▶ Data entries
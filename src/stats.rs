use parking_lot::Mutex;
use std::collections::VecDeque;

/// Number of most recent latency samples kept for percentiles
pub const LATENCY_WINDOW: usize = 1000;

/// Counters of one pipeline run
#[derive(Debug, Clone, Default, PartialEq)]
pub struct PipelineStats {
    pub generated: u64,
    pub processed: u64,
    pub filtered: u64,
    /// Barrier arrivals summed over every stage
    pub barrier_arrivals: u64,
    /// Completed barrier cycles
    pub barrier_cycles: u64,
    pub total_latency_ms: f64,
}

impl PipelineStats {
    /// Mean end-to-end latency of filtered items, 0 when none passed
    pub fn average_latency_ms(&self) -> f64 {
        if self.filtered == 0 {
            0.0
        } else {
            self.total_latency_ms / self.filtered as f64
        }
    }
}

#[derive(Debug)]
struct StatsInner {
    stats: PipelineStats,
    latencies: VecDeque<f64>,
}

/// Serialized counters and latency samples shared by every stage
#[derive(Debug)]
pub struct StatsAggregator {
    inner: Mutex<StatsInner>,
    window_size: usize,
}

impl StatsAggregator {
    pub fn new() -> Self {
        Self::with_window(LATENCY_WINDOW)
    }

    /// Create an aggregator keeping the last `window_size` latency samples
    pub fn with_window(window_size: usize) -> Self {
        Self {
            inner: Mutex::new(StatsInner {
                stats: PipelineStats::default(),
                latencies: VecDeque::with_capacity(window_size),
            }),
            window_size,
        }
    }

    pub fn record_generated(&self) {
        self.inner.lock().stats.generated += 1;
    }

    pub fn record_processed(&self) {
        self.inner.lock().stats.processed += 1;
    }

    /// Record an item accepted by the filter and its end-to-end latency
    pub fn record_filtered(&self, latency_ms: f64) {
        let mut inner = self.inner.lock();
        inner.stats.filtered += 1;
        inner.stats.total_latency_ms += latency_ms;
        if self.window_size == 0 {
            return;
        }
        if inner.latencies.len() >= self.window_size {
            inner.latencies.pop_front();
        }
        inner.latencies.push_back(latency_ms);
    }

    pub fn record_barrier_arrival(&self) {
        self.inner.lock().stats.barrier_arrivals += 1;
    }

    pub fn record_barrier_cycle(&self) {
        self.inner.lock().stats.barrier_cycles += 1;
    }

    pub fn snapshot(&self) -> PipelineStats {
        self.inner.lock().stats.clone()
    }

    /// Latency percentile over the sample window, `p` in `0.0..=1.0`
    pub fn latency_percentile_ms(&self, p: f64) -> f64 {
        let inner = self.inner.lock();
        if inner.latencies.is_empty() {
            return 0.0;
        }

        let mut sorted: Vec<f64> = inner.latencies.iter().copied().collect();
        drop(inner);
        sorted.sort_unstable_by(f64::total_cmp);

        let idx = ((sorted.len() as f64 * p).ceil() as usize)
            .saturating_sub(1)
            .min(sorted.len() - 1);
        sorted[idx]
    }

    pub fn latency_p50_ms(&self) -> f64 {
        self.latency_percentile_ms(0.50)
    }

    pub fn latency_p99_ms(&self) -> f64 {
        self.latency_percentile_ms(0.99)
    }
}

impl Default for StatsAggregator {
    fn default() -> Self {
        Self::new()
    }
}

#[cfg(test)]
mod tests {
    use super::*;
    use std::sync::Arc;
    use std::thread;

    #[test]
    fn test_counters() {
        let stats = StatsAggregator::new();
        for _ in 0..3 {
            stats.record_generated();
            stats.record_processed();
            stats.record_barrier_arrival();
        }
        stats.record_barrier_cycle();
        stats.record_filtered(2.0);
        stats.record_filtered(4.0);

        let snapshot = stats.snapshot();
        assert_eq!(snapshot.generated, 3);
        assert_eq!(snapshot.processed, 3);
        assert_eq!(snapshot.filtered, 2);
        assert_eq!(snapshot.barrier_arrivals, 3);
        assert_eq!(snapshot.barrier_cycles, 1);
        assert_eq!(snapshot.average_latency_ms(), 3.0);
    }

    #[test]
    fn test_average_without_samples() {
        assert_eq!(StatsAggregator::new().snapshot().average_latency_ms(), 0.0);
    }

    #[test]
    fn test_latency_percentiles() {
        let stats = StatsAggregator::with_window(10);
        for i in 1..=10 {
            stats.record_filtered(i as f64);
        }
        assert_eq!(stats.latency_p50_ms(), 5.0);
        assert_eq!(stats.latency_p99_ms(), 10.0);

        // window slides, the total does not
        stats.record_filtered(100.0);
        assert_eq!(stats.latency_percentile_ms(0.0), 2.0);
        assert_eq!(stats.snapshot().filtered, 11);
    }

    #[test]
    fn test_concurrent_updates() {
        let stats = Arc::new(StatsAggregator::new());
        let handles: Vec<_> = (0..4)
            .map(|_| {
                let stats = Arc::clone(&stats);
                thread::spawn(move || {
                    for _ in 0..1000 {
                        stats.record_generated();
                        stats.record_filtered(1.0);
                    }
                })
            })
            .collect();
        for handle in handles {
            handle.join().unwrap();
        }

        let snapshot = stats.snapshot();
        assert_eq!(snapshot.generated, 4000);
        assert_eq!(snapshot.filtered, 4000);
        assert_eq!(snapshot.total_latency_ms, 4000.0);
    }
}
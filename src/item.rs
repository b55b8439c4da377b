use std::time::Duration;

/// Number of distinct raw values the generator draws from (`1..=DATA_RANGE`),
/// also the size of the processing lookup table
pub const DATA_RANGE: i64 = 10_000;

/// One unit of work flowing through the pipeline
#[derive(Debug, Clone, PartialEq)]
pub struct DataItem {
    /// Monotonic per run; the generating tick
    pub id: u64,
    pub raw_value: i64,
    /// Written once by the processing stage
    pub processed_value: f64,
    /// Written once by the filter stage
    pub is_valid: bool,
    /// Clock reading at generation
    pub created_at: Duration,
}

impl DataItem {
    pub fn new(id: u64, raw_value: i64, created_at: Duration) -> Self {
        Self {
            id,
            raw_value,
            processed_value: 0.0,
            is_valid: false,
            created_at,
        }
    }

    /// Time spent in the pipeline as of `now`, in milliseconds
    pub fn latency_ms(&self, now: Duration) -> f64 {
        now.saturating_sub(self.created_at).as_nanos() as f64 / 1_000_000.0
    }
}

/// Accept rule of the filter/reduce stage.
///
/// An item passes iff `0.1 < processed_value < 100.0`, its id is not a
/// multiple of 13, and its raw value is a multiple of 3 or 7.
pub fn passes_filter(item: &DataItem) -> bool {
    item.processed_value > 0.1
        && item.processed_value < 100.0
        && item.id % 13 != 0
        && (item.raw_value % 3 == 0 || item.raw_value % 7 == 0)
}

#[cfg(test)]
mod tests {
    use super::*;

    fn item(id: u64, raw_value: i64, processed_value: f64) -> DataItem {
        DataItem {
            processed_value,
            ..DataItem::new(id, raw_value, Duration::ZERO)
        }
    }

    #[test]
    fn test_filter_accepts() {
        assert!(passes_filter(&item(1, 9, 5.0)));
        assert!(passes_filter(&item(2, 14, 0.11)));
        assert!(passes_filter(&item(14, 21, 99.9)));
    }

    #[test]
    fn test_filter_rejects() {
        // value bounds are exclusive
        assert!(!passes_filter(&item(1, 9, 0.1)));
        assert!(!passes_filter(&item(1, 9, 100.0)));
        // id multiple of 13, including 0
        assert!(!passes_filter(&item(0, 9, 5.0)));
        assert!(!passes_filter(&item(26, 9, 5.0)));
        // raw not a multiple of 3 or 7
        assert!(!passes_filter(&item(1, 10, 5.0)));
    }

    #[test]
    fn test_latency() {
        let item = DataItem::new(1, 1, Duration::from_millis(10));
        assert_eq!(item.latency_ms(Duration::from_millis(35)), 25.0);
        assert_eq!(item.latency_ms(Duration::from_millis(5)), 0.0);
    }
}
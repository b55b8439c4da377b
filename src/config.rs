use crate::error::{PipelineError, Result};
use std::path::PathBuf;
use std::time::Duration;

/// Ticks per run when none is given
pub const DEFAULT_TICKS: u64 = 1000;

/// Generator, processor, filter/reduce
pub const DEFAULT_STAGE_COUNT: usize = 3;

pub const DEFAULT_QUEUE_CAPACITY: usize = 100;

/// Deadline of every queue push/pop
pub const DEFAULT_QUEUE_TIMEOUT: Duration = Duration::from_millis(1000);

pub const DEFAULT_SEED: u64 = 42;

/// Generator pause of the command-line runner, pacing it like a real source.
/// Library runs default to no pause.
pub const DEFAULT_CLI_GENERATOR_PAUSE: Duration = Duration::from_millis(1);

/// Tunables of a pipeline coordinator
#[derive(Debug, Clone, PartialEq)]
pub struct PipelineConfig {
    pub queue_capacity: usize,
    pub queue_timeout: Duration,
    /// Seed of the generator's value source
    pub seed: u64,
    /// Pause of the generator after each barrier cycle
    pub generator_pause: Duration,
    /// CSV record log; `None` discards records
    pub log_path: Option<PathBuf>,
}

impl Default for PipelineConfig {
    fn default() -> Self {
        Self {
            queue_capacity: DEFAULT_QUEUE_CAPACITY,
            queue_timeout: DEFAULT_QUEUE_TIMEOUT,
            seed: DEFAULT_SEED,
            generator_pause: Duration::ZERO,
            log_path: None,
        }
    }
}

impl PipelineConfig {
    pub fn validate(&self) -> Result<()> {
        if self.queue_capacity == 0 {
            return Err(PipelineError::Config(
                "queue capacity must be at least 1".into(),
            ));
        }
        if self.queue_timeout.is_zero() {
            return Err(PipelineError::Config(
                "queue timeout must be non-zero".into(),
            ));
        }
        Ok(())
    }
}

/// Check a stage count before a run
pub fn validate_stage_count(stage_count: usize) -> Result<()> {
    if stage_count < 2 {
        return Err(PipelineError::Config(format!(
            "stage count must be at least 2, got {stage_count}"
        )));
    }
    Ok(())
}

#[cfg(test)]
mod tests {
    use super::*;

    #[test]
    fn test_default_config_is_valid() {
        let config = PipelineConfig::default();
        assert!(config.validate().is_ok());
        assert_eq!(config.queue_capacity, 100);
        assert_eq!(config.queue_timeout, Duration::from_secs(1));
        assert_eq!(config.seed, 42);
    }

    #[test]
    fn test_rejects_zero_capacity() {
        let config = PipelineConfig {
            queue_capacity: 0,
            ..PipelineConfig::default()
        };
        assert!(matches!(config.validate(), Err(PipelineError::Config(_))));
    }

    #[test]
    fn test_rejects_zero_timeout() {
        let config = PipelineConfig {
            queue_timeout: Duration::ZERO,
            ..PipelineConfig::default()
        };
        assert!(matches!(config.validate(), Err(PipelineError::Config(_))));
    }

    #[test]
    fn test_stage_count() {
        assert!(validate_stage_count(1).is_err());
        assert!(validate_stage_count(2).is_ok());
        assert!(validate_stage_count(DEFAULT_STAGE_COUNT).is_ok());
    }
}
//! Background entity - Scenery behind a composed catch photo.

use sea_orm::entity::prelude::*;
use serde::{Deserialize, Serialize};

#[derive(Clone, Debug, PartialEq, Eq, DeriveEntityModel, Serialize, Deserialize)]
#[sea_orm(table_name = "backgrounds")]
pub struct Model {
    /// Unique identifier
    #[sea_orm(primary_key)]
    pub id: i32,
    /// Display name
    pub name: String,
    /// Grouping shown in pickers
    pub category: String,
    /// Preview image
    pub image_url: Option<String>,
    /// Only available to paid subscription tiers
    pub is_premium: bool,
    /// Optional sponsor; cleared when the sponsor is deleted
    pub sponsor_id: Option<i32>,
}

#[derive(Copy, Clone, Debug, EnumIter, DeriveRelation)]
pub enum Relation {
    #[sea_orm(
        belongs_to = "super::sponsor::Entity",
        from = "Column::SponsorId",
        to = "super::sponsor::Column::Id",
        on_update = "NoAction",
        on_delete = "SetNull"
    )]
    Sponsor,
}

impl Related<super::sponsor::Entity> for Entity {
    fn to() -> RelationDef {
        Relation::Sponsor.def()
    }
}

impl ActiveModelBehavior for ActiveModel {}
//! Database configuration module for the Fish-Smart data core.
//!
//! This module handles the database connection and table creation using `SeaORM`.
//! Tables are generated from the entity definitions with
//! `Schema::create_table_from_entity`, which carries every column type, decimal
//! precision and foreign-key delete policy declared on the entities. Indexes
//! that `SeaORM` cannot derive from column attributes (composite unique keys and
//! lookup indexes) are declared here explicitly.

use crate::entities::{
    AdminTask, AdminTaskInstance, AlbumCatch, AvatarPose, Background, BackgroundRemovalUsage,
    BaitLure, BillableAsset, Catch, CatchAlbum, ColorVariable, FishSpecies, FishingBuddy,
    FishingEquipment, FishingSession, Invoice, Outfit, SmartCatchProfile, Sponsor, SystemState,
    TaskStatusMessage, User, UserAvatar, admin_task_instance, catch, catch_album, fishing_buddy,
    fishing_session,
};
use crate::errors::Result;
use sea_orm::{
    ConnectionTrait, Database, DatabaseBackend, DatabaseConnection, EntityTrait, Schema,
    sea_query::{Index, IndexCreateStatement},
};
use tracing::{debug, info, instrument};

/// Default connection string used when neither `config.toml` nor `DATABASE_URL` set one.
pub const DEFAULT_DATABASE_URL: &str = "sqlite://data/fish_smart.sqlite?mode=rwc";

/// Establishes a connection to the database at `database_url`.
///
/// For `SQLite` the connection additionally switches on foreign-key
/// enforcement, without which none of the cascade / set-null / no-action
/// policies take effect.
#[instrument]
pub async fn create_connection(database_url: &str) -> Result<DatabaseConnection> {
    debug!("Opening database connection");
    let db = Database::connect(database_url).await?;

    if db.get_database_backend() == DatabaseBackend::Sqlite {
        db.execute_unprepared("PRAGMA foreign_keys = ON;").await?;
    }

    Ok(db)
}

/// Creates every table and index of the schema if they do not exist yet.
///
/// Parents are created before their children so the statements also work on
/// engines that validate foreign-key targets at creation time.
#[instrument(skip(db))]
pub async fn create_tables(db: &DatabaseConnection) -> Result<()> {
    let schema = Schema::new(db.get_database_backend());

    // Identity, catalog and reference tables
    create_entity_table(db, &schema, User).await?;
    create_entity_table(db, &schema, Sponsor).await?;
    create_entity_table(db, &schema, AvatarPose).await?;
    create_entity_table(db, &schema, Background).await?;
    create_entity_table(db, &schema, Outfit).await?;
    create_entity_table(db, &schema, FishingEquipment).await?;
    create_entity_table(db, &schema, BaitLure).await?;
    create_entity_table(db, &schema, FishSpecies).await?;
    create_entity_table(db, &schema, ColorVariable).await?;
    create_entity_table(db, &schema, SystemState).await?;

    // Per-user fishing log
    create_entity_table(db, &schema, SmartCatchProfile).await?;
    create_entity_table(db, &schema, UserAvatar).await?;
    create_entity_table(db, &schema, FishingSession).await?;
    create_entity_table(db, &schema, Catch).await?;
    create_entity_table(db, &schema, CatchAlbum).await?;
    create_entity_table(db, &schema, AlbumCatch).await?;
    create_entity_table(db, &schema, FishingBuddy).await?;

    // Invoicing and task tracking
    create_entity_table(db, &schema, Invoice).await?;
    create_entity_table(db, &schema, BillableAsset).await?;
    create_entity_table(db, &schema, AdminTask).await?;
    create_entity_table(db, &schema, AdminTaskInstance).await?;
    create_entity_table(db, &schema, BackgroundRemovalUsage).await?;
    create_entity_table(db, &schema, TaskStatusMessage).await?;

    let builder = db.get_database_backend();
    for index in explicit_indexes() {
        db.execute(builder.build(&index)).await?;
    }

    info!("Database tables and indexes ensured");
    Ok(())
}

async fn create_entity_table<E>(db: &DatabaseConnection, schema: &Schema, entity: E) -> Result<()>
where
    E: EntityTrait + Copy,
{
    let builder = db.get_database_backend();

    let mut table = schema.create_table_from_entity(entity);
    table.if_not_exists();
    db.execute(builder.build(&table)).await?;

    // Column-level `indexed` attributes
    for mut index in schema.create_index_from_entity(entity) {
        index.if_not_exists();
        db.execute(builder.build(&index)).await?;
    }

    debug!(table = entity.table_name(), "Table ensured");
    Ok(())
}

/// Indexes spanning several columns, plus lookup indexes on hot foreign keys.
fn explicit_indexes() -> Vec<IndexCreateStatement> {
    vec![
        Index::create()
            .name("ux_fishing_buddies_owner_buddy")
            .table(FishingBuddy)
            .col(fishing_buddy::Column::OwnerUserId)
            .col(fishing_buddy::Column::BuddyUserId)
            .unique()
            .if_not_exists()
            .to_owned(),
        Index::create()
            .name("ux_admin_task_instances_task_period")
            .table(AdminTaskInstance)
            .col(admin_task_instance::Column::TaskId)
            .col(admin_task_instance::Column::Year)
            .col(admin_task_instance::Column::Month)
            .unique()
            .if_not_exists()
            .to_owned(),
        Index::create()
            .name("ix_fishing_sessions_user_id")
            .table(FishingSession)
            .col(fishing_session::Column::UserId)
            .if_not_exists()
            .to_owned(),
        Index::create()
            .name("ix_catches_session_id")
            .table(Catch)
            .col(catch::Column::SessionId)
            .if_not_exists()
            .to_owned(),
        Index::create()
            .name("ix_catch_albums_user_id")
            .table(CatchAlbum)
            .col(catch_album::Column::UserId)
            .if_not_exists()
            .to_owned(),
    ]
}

▶ Exercise details
The lines to extract from the data above begin with the line containing "item.processed_value < 100.0" and end with the line containing "to no pause.". Extract them exactly, including both.

▶ Written solution
        && item.processed_value < 100.0
        && item.id % 13 != 0
        && (item.raw_value % 3 == 0 || item.raw_value % 7 == 0)
}

#[cfg(test)]
mod tests {
    use super::*;

    fn item(id: u64, raw_value: i64, processed_value: f64) -> DataItem {
        DataItem {
            processed_value,
            ..DataItem::new(id, raw_value, Duration::ZERO)
        }
    }

    #[test]
    fn test_filter_accepts() {
        assert!(passes_filter(&item(1, 9, 5.0)));
        assert!(passes_filter(&item(2, 14, 0.11)));
        assert!(passes_filter(&item(14, 21, 99.9)));
    }

    #[test]
    fn test_filter_rejects() {
        // value bounds are exclusive
        assert!(!passes_filter(&item(1, 9, 0.1)));
        assert!(!passes_filter(&item(1, 9, 100.0)));
        // id multiple of 13, including 0
        assert!(!passes_filter(&item(0, 9, 5.0)));
        assert!(!passes_filter(&item(26, 9, 5.0)));
        // raw not a multiple of 3 or 7
        assert!(!passes_filter(&item(1, 10, 5.0)));
    }

    #[test]
    fn test_latency() {
        let item = DataItem::new(1, 1, Duration::from_millis(10));
        assert_eq!(item.latency_ms(Duration::from_millis(35)), 25.0);
        assert_eq!(item.latency_ms(Duration::from_millis(5)), 0.0);
    }
}
repository b55b8439c4da377b
filename src/config.rs
use crate::error::{PipelineError, Result};
use std::path::PathBuf;
use std::time::Duration;

/// Ticks per run when none is given
pub const DEFAULT_TICKS: u64 = 1000;

/// Generator, processor, filter/reduce
pub const DEFAULT_STAGE_COUNT: usize = 3;

pub const DEFAULT_QUEUE_CAPACITY: usize = 100;

/// Deadline of every queue push/pop
pub const DEFAULT_QUEUE_TIMEOUT: Duration = Duration::from_millis(1000);

pub const DEFAULT_SEED: u64 = 42;

/// Generator pause of the command-line runner, pacing it like a real source.
/// Library runs default to no pause.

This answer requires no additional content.